Faire fuir les emplois sans réduire les GES !
Avec l’élection de Doug Ford comme prochain premier ministre de l’Ontario, le marché du carbone est en danger. Le gouvernement du Québec envisage d’ailleurs de lancer une opération charme afin de convaincre l’Ontario de continuer à en faire partie. Mais que se passera-t-il si le nouveau gouvernement remplit sa promesse de se retirer ?
Entre 1990 et 2015, le Québec et l’Ontario n’ont réduit que de 9 % leurs émissions de gaz à effet de serre (GES) et la Californie les a augmentées de 0,7 %. Aucun n’est en voie d’atteindre ses objectifs de réduction, qui sont de 37 à 40 % pour 2030, et de 80 % pour 2050.
Le principe qui sous-tend la Bourse ou marché du carbone est simple : les entreprises doivent réduire leurs émissions de GES ou acheter un « droit » de polluer au prix du marché. À mesure que les plafonds d’émission diminuent, les droits d’émission se font plus rares et leur prix augmente, ce qui encourage les entreprises à innover.
En théorie, le mécanisme a du sens. C’est dans la pratique que ça se gâte.
Comme certains secteurs (l’agriculture et la gestion des déchets) en sont exclus, d’autres devront faire plus. Au Québec, cela équivaut à faire passer les cibles de réduction à 45 % en 2030 et à 96 % en 2050 pour les secteurs assujettis. C’est d’autant plus illusoire que les entreprises qui subissent la concurrence internationale reçoivent des droits d’émission gratuits.
De plus, les prix sur le marché du carbone devront augmenter de façon très importante pour que les individus et les entreprises soient incités à adopter de nouveaux comportements ou de nouvelles façons de faire.

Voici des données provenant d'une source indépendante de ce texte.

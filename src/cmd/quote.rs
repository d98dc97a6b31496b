//! Quote command - duty and payable total for each vehicle

use crate::cmd::{format_amount, format_optional_amount, read_vehicles, RatesArgs};
use anyhow::Context;
use chrono::NaiveDate;
use clap::{Args, ValueEnum};
use rust_decimal::Decimal;
use serde::Serialize;
use std::io;
use std::path::PathBuf;
use tabled::{
    settings::{object::Rows, Alignment, Modify, Style},
    Table, Tabled,
};
use vedc::{
    calculate_vehicle_tax, quote, Quote, RateTable, TaxCalculation, TaxPreference, Vehicle,
    VehicleRecord,
};

#[derive(Args, Debug)]
pub struct QuoteCommand {
    /// CSV or JSON file of vehicles ("-" for stdin)
    #[arg(short, long)]
    vehicles: Option<PathBuf>,

    /// Parse the vehicles input as JSON whatever its extension
    #[arg(long)]
    json_input: bool,

    #[command(flatten)]
    vehicle: VehicleArgs,

    /// Tax preference for records without their own tax_preference code
    #[arg(short, long, value_enum, default_value_t = PreferenceArg::TwelveMonths)]
    preference: PreferenceArg,

    /// Valuation date (YYYY-MM-DD), defaults to today
    #[arg(long)]
    as_of: Option<NaiveDate>,

    #[command(flatten)]
    rates: RatesArgs,

    /// Output as CSV instead of formatted table
    #[arg(long)]
    csv: bool,

    /// Output as JSON instead of formatted table
    #[arg(long, conflicts_with = "csv")]
    json: bool,
}

/// A single vehicle given on the command line
#[derive(Args, Debug)]
struct VehicleArgs {
    /// Registration mark, e.g. "AB12 CDE"
    #[arg(short, long, conflicts_with = "vehicles")]
    registration: Option<String>,

    /// Year of manufacture
    #[arg(long, conflicts_with = "vehicles")]
    year: Option<i32>,

    /// CO2 emissions (g/km)
    #[arg(long, conflicts_with = "vehicles")]
    co2: Option<u32>,

    /// Engine capacity (cc)
    #[arg(long, conflicts_with = "vehicles")]
    engine_cc: Option<u32>,

    /// Fuel type, e.g. Petrol or Diesel
    #[arg(long, conflicts_with = "vehicles")]
    fuel: Option<String>,

    /// Euro status, e.g. "EURO 6d"
    #[arg(long, conflicts_with = "vehicles")]
    euro: Option<String>,

    /// Type approval category, e.g. M1 or N1
    #[arg(long, conflicts_with = "vehicles")]
    type_approval: Option<String>,

    /// List price when new (GBP)
    #[arg(long, conflicts_with = "vehicles")]
    list_price: Option<Decimal>,
}

impl VehicleArgs {
    fn record(&self) -> Option<VehicleRecord> {
        let registration = self.registration.clone()?;
        Some(VehicleRecord {
            registration_number: registration,
            year_of_manufacture: self.year,
            co2_emissions: self.co2,
            engine_capacity: self.engine_cc,
            fuel_type: self.fuel.clone(),
            euro_status: self.euro.clone(),
            type_approval: self.type_approval.clone(),
            list_price: self.list_price,
            tax_preference: None,
        })
    }
}

#[derive(Debug, Clone, Copy, Default, ValueEnum)]
pub enum PreferenceArg {
    /// 6 months tax plus £50 commission
    SixMonths,
    /// 12 months tax plus £50 commission
    #[default]
    TwelveMonths,
    /// Direct debit setup, £60 commission only
    DirectDebit,
}

impl From<PreferenceArg> for TaxPreference {
    fn from(arg: PreferenceArg) -> Self {
        match arg {
            PreferenceArg::SixMonths => TaxPreference::SixMonths,
            PreferenceArg::TwelveMonths => TaxPreference::TwelveMonths,
            PreferenceArg::DirectDebit => TaxPreference::DirectDebit,
        }
    }
}

/// A priced vehicle
#[derive(Debug, Serialize)]
struct QuoteEntry {
    registration_number: String,
    calculation: TaxCalculation,
    quote: Quote,
}

#[derive(Debug, Serialize)]
struct QuoteOutput<'a> {
    as_of: NaiveDate,
    rate_table: &'a str,
    quotes: &'a [QuoteEntry],
}

impl QuoteCommand {
    pub fn exec(&self) -> anyhow::Result<()> {
        let rates = self.rates.load()?;
        let today = self
            .as_of
            .unwrap_or_else(|| chrono::Local::now().date_naive());
        let preference: TaxPreference = self.preference.into();

        let records = match (&self.vehicles, self.vehicle.record()) {
            (Some(path), _) => read_vehicles(path, self.json_input)?,
            (None, Some(record)) => vec![record],
            (None, None) => {
                anyhow::bail!("Provide a vehicles file with --vehicles or a single --registration")
            }
        };

        let entries = price_vehicles(records, &rates, today, preference)?;
        let undetermined = entries
            .iter()
            .filter(|e| !e.calculation.is_determined())
            .count();
        log::info!(
            "Priced {} vehicles as at {}, {} undetermined",
            entries.len(),
            today,
            undetermined
        );

        if self.json {
            self.print_json(&entries, &rates, today)
        } else if self.csv {
            self.write_csv(&entries)
        } else {
            self.print_table(&entries);
            Ok(())
        }
    }

    fn print_table(&self, entries: &[QuoteEntry]) {
        if entries.is_empty() {
            println!("No vehicles to price");
            return;
        }

        let rows: Vec<QuoteRow> = entries.iter().map(QuoteRow::from).collect();
        let table = Table::new(rows)
            .with(Style::rounded())
            .with(Modify::new(Rows::new(1..)).with(Alignment::right()))
            .to_string();
        println!("{}", table);
    }

    fn write_csv(&self, entries: &[QuoteEntry]) -> anyhow::Result<()> {
        let mut wtr = csv::Writer::from_writer(io::stdout());
        for entry in entries {
            wtr.serialize(QuoteRow::from(entry))?;
        }
        wtr.flush()?;
        Ok(())
    }

    fn print_json(
        &self,
        entries: &[QuoteEntry],
        rates: &RateTable,
        today: NaiveDate,
    ) -> anyhow::Result<()> {
        let output = QuoteOutput {
            as_of: today,
            rate_table: rates.fingerprint(),
            quotes: entries,
        };
        println!("{}", serde_json::to_string_pretty(&output)?);
        Ok(())
    }
}

fn price_vehicles(
    records: Vec<VehicleRecord>,
    rates: &RateTable,
    today: NaiveDate,
    default_preference: TaxPreference,
) -> anyhow::Result<Vec<QuoteEntry>> {
    records
        .into_iter()
        .map(|record| {
            let preference = match record.tax_preference {
                Some(code) => TaxPreference::try_from(code)
                    .with_context(|| format!("vehicle {}", record.registration_number))?,
                None => default_preference,
            };
            let vehicle = Vehicle::from(record);
            let calculation = calculate_vehicle_tax(&vehicle, rates, today);
            if !calculation.is_determined() {
                log::warn!(
                    "{}: duty undetermined ({}), {}",
                    vehicle.registration_number,
                    calculation.reason,
                    calculation.notes()
                );
            }
            let quote = quote(&calculation, preference);
            Ok(QuoteEntry {
                registration_number: vehicle.registration_number,
                calculation,
                quote,
            })
        })
        .collect()
}

/// Row for the quote table and CSV output
#[derive(Debug, Clone, Tabled, Serialize)]
struct QuoteRow {
    #[tabled(rename = "Registration")]
    registration: String,
    #[tabled(rename = "Registered")]
    registered: String,
    #[tabled(rename = "Era")]
    era: String,
    #[tabled(rename = "Band")]
    band: String,
    #[tabled(rename = "6 Month (£)")]
    six_month: String,
    #[tabled(rename = "12 Month (£)")]
    twelve_month: String,
    #[tabled(rename = "First Year")]
    first_year: bool,
    #[tabled(rename = "Preference")]
    preference: String,
    #[tabled(rename = "Commission (£)")]
    commission: String,
    #[tabled(rename = "Total (£)")]
    total: String,
    #[tabled(rename = "Reason")]
    reason: String,
    #[tabled(skip)]
    notes: String,
}

impl From<&QuoteEntry> for QuoteRow {
    fn from(entry: &QuoteEntry) -> Self {
        let calculation = &entry.calculation;
        let quote = &entry.quote;
        let mut notes = calculation.notes.clone();
        notes.extend(quote.notes.iter().cloned());

        QuoteRow {
            registration: entry.registration_number.clone(),
            registered: calculation
                .registration_date
                .map_or_else(|| "-".to_string(), |d| d.format("%Y-%m-%d").to_string()),
            era: calculation
                .era
                .map_or_else(|| "-".to_string(), |era| era.to_string()),
            band: calculation.band.clone().unwrap_or_else(|| "-".to_string()),
            six_month: format_optional_amount(calculation.six_month_rate),
            twelve_month: format_optional_amount(calculation.twelve_month_rate),
            first_year: calculation.first_year,
            preference: quote.preference.to_string(),
            commission: format_amount(quote.commission_fee),
            total: format_amount(quote.total),
            reason: calculation.reason.to_string(),
            notes: notes.join("; "),
        }
    }
}

#[cfg(test)]
mod tests {
    use super::*;
    use clap::Parser;

    #[derive(Parser)]
    struct QuoteCli {
        #[command(flatten)]
        quote: QuoteCommand,
    }

    fn record(registration: &str, tax_preference: Option<u8>) -> VehicleRecord {
        VehicleRecord {
            registration_number: registration.to_string(),
            year_of_manufacture: None,
            co2_emissions: Some(120),
            engine_capacity: Some(1598),
            fuel_type: Some("Petrol".to_string()),
            euro_status: None,
            type_approval: None,
            list_price: None,
            tax_preference,
        }
    }

    fn today() -> NaiveDate {
        NaiveDate::from_ymd_opt(2026, 10, 19).unwrap()
    }

    #[test]
    fn record_preference_overrides_default() {
        let rates = RateTable::embedded().unwrap();
        let entries = price_vehicles(
            vec![record("AB12CDE", Some(1)), record("AB12CDF", None)],
            &rates,
            today(),
            TaxPreference::DirectDebit,
        )
        .unwrap();

        assert_eq!(entries[0].quote.preference, TaxPreference::SixMonths);
        assert_eq!(entries[0].quote.total.to_string(), "69.25");
        assert_eq!(entries[1].quote.preference, TaxPreference::DirectDebit);
        assert_eq!(format_amount(entries[1].quote.total), "60.00");
    }

    #[test]
    fn inline_vehicle_flags_conflict_with_vehicles_file() {
        for flag in [
            ["--registration", "AB12CDE"],
            ["--co2", "999"],
            ["--engine-cc", "1600"],
            ["--fuel", "Diesel"],
            ["--list-price", "50000"],
        ] {
            let args = ["vedc", "-v", "vehicles.csv", flag[0], flag[1]];
            assert!(QuoteCli::try_parse_from(args).is_err(), "{} accepted", flag[0]);
        }
        assert!(QuoteCli::try_parse_from(["vedc", "-v", "vehicles.csv"]).is_ok());
        assert!(QuoteCli::try_parse_from(["vedc", "-r", "AB12CDE", "--co2", "120"]).is_ok());
    }

    #[test]
    fn invalid_preference_code_is_an_error() {
        let rates = RateTable::embedded().unwrap();
        let result = price_vehicles(
            vec![record("AB12CDE", Some(7))],
            &rates,
            today(),
            TaxPreference::TwelveMonths,
        );
        assert!(result.is_err());
    }

    #[test]
    fn row_shows_missing_values_as_dashes() {
        let rates = RateTable::embedded().unwrap();
        let entries = price_vehicles(
            vec![record("NOPLATE", None)],
            &rates,
            today(),
            TaxPreference::TwelveMonths,
        )
        .unwrap();

        let row = QuoteRow::from(&entries[0]);
        assert_eq!(row.registered, "-");
        assert_eq!(row.six_month, "-");
        assert_eq!(row.total, "50.00");
        assert_eq!(row.reason, "unresolved_registration_date");
        assert!(row.notes.contains("commission only"));
    }
}
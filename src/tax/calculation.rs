use crate::rates::RatePair;
use crate::registration::{DateSource, RegistrationDate};
use crate::tax::era::Era;
use chrono::NaiveDate;
use rust_decimal::Decimal;
use serde::Serialize;

/// Which rule produced a calculation
#[derive(Debug, Clone, Copy, PartialEq, Eq, Serialize)]
#[serde(rename_all = "snake_case")]
pub enum Reason {
    UnresolvedRegistrationDate,
    EngineCapacityBracket,
    NoEngineCapacityBracket,
    MissingEngineCapacity,
    Co2Band,
    NoCo2Band,
    MissingCo2,
    LightGoodsEuro6,
    LightGoodsEuro5,
    FirstYear,
    FirstYearDiesel,
    NoFirstYearBracket,
    StandardRate,
    LuxurySurcharge,
}

impl Reason {
    pub fn code(&self) -> &'static str {
        match self {
            Reason::UnresolvedRegistrationDate => "unresolved_registration_date",
            Reason::EngineCapacityBracket => "engine_capacity_bracket",
            Reason::NoEngineCapacityBracket => "no_engine_capacity_bracket",
            Reason::MissingEngineCapacity => "missing_engine_capacity",
            Reason::Co2Band => "co2_band",
            Reason::NoCo2Band => "no_co2_band",
            Reason::MissingCo2 => "missing_co2",
            Reason::LightGoodsEuro6 => "light_goods_euro6",
            Reason::LightGoodsEuro5 => "light_goods_euro5",
            Reason::FirstYear => "first_year",
            Reason::FirstYearDiesel => "first_year_diesel",
            Reason::NoFirstYearBracket => "no_first_year_bracket",
            Reason::StandardRate => "standard_rate",
            Reason::LuxurySurcharge => "luxury_surcharge",
        }
    }
}

impl std::fmt::Display for Reason {
    fn fmt(&self, f: &mut std::fmt::Formatter<'_>) -> std::fmt::Result {
        write!(f, "{}", self.code())
    }
}

/// Outcome of a duty calculation.
///
/// Both rates absent means the duty could not be determined from the data
/// given; `reason` and `notes` say why.
#[derive(Debug, Clone, PartialEq, Eq, Serialize)]
pub struct TaxCalculation {
    pub six_month_rate: Option<Decimal>,
    pub twelve_month_rate: Option<Decimal>,
    pub first_year: bool,
    pub band: Option<String>,
    pub reason: Reason,
    pub notes: Vec<String>,
    pub registration_date: Option<NaiveDate>,
    pub date_source: Option<DateSource>,
    pub era: Option<Era>,
}

impl TaxCalculation {
    pub(crate) fn from_rates(rates: &RatePair, reason: Reason, note: impl Into<String>) -> Self {
        TaxCalculation {
            six_month_rate: Some(rates.six_month),
            twelve_month_rate: Some(rates.twelve_month),
            ..Self::undetermined(reason, note)
        }
    }

    pub(crate) fn twelve_month_only(rate: Decimal, reason: Reason, note: impl Into<String>) -> Self {
        TaxCalculation {
            twelve_month_rate: Some(rate),
            ..Self::undetermined(reason, note)
        }
    }

    pub(crate) fn undetermined(reason: Reason, note: impl Into<String>) -> Self {
        TaxCalculation {
            six_month_rate: None,
            twelve_month_rate: None,
            first_year: false,
            band: None,
            reason,
            notes: vec![note.into()],
            registration_date: None,
            date_source: None,
            era: None,
        }
    }

    pub(crate) fn with_band(mut self, band: impl Into<String>) -> Self {
        self.band = Some(band.into());
        self
    }

    /// Mark a result priced from an assumed input value
    pub(crate) fn assumed(mut self, reason: Reason, note: impl Into<String>) -> Self {
        self.reason = reason;
        self.notes.insert(0, note.into());
        self
    }

    pub(crate) fn in_first_year(mut self) -> Self {
        self.first_year = true;
        self
    }

    /// Attach the resolved date and era, with the date note leading
    pub(crate) fn registered(mut self, registration: RegistrationDate, era: Era) -> Self {
        self.notes.insert(0, registration.note());
        self.registration_date = Some(registration.date);
        self.date_source = Some(registration.source);
        self.era = Some(era);
        self
    }

    pub fn is_determined(&self) -> bool {
        self.six_month_rate.is_some() || self.twelve_month_rate.is_some()
    }

    pub fn notes(&self) -> String {
        self.notes.join("; ")
    }
}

Même le gouvernement le sait
Les principales études qui ont examiné la question prévoient que le prix du carbone sera de 30 à 100 $ la tonne en 2030, ce qui ne sera pas suffisant pour que les gens changent leurs comportements. Ils continueront à émettre presque autant de GES, mais paieront un peu plus cher qu’aujourd’hui pour avoir le droit de le faire.
Une évaluation du ministère des Finances du Québec estime par exemple qu’une hausse du prix du carbone à 93 $ en 2030 (il est présentement d’environ 20 $) ne permettrait d’atteindre qu’un cinquième de la réduction souhaitée. Concrètement, le litre d’essence coûterait environ 20 cents de plus qu’aujourd’hui. Choquant, mais pas assez pour vous pousser à vendre votre voiture.
La seconde conséquence de l’évolution actuelle du prix du carbone est que l’argent qui sert à acheter les droits d’émission nécessaires sera envoyé… en Californie.
Simple question de logique : si les prix du carbone demeurent peu élevés, c’est qu’il y aura d’importants surplus de droits. Et si le Québec et l’Ontario ont besoin d’acheter plus de droits d’émission, c’est forcément la Californie, un marché beaucoup plus grand, qui en aura à vendre.
La vérificatrice générale de l’Ontario croit ce scénario probable. Elle évalue que les fuites vers la Californie seront de 470 millions de dollars pour l’année 2020 et de 2,2 milliards en 2030. Le Québec sera vraisemblablement dans la même situation. Des milliards dépensés pour la bonne conscience, sans réduire les émissions au Canada.
Et si ça coûtait plus cher?
La solution serait-elle alors d’augmenter le prix des émissions, quitte à imposer une taxe très élevée sur le carbone si le prix du marché est trop bas ? Cela ne réglerait pas plus le problème.
Si le prix du carbone est plus élevé que ce que les entreprises québécoises, ontariennes ou californiennes peuvent payer, elles déplaceront leurs activités vers des endroits où la réglementation est moins sévère. Celles qui ne pourront pas le faire réduiront leurs activités ou fermeront leurs portes. À ce moment, ce seront des emplois qui disparaîtront.
Pour qu’un mécanisme tel que la Bourse du carbone réussisse à faire diminuer les émissions de GES, il devrait couvrir plus que trois territoires qui ne représentent qu’une petite partie de l’économie nord-américaine. Le retrait possible de l’Ontario soulève des questions quant à la pertinence même d’y prendre part.
Si l’objectif est de s’attaquer aux problèmes causés par les changements climatiques, les gouvernements du Québec et de l’Ontario devraient adopter une approche globale. L’approche locale actuelle ne mène qu’à deux mauvaises alternatives. Ce n’est pas en envoyant des capitaux ou des emplois à l’étranger qu’on réduira les émissions de GES.
Germain Belzile is a Senior Associate Researcher at the MEI and the coauthor of “The Carbon Market: Chasing Away Jobs and Capital without Reducing GHGs.” The views reflected in this op-ed are his own.